Dmytro Kirpulyanskyy

Personal information
- Nickname: Dimo
- Nationality: Ukraine
- Born: 2 June 1985 (age 41) Makiivka, Ukrainian SSR, Soviet Union
- Height: 1.88 m (6 ft 2 in)
- Weight: 76 kg (168 lb)

Sport
- Sport: Modern pentathlon
- Club: Dynamo Donetsk (UKR)
- Coached by: Konstantin Kirpulyanskyy

Medal record
Men's modern pentathlon
Representing Ukraine
World Championships
| Silver medal – second place | 2008 Budapest | Team |
| Bronze medal – third place | 2009 London | Individual |
| Bronze medal – third place | 2015 Berlin | Team |
European Championships
| Silver medal – second place | 2008 Budapest | Team |
| Bronze medal – third place | 2011 Medway | Individual |

= Dmytro Kirpulyanskyy =

Ukrainian modern pentathlete

Dmytro Kostiantynovych Kirpulyanskyy (Дмитро Костянтинович Кірпулянський; born June 2, 1985, in Makiivka) is a two-time Olympic modern pentathlete from Ukraine.
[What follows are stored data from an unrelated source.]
use crate::bban::BbanRecord;
use crate::iban::IbanRecord;
use crate::pan::PanRecord;
use serde::{Deserialize, Serialize};

/// One identifier to check, as read from (or written to) a batch CSV.
#[derive(Debug, Clone, PartialEq, Eq, Serialize, Deserialize)]
pub struct IdentifierRow {
    pub kind: String,
    pub value: String,
    #[serde(default)]
    pub country: Option<String>,
}

/// One line of batch output.
#[derive(Debug, Clone, PartialEq, Eq, Serialize, Deserialize)]
pub struct ValidationRow {
    pub kind: String,
    pub raw: String,
    pub normalized: String,
    pub valid: bool,
    #[serde(default)]
    pub error: Option<String>,
    #[serde(default)]
    pub country: Option<String>,
    #[serde(default)]
    pub check_digits: Option<String>,
    #[serde(default)]
    pub bban: Option<String>,
    #[serde(default)]
    pub issuer: Option<String>,
    #[serde(default)]
    pub iin: Option<u32>,
    #[serde(default)]
    pub algorithm: Option<String>,
}

impl ValidationRow {
    fn blank(kind: &str, raw: &str, normalized: &str) -> Self {
        Self {
            kind: kind.to_string(),
            raw: raw.to_string(),
            normalized: normalized.to_string(),
            valid: false,
            error: None,
            country: None,
            check_digits: None,
            bban: None,
            issuer: None,
            iin: None,
            algorithm: None,
        }
    }

    pub fn unsupported(kind: &str, raw: &str) -> Self {
        let mut row = Self::blank(kind, raw, "");
        row.error = Some("unsupported_kind".to_string());
        row
    }
}

impl From<&IbanRecord> for ValidationRow {
    fn from(record: &IbanRecord) -> Self {
        let mut row = Self::blank("iban", &record.raw, &record.normalized);
        row.valid = record.is_valid();
        row.error = record.error.as_ref().map(|err| err.kind().to_string());
        if let Some(parts) = &record.parts {
            row.country = Some(parts.country_code.clone());
            row.check_digits = Some(parts.check_digits.clone());
            row.bban = Some(parts.bban.clone());
        }
        row
    }
}

impl From<&BbanRecord> for ValidationRow {
    fn from(record: &BbanRecord) -> Self {
        let mut row = Self::blank("bban", &record.raw, &record.normalized);
        row.valid = record.is_valid();
        row.error = record.error.as_ref().map(|err| err.kind().to_string());
        row.country = Some(record.country_code.clone());
        if record.is_valid() {
            row.bban = Some(record.normalized.clone());
        }
        row
    }
}

impl From<&PanRecord> for ValidationRow {
    fn from(record: &PanRecord) -> Self {
        let mut row = Self::blank("pan", &record.raw, &record.normalized);
        row.valid = record.is_valid();
        row.error = record.error.as_ref().map(|err| err.kind().to_string());
        if let Some(issuer) = &record.issuer {
            row.issuer = Some(issuer.issuer_name.to_string());
            row.iin = Some(issuer.iin);
            row.algorithm = Some(issuer.algorithm.to_string());
        }
        row
    }
}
He also won an individual bronze medal at the 2009 World Modern Pentathlon Championships in London, England.

==Career==
Kirpulyanskyy achieved his best results and performed consistently for the men's event at the Olympics, when he finished ninth in 2008. At the 2012 Summer Olympics in London, however, he slapped his horse Wonderboy after the horse almost threw him, and then fell off him during the horse-riding segment. Following his sudden fall and unsuccessful attempt to finish the riding course, Kirpulyanskyy dropped to thirty-fifth place in the overall standings.

Kirpulyanskyy works as a doctor with a degree in medicine at the Donetsk National Medical University. He is a member of Dynamo Donetsk, currently coached Konstantin.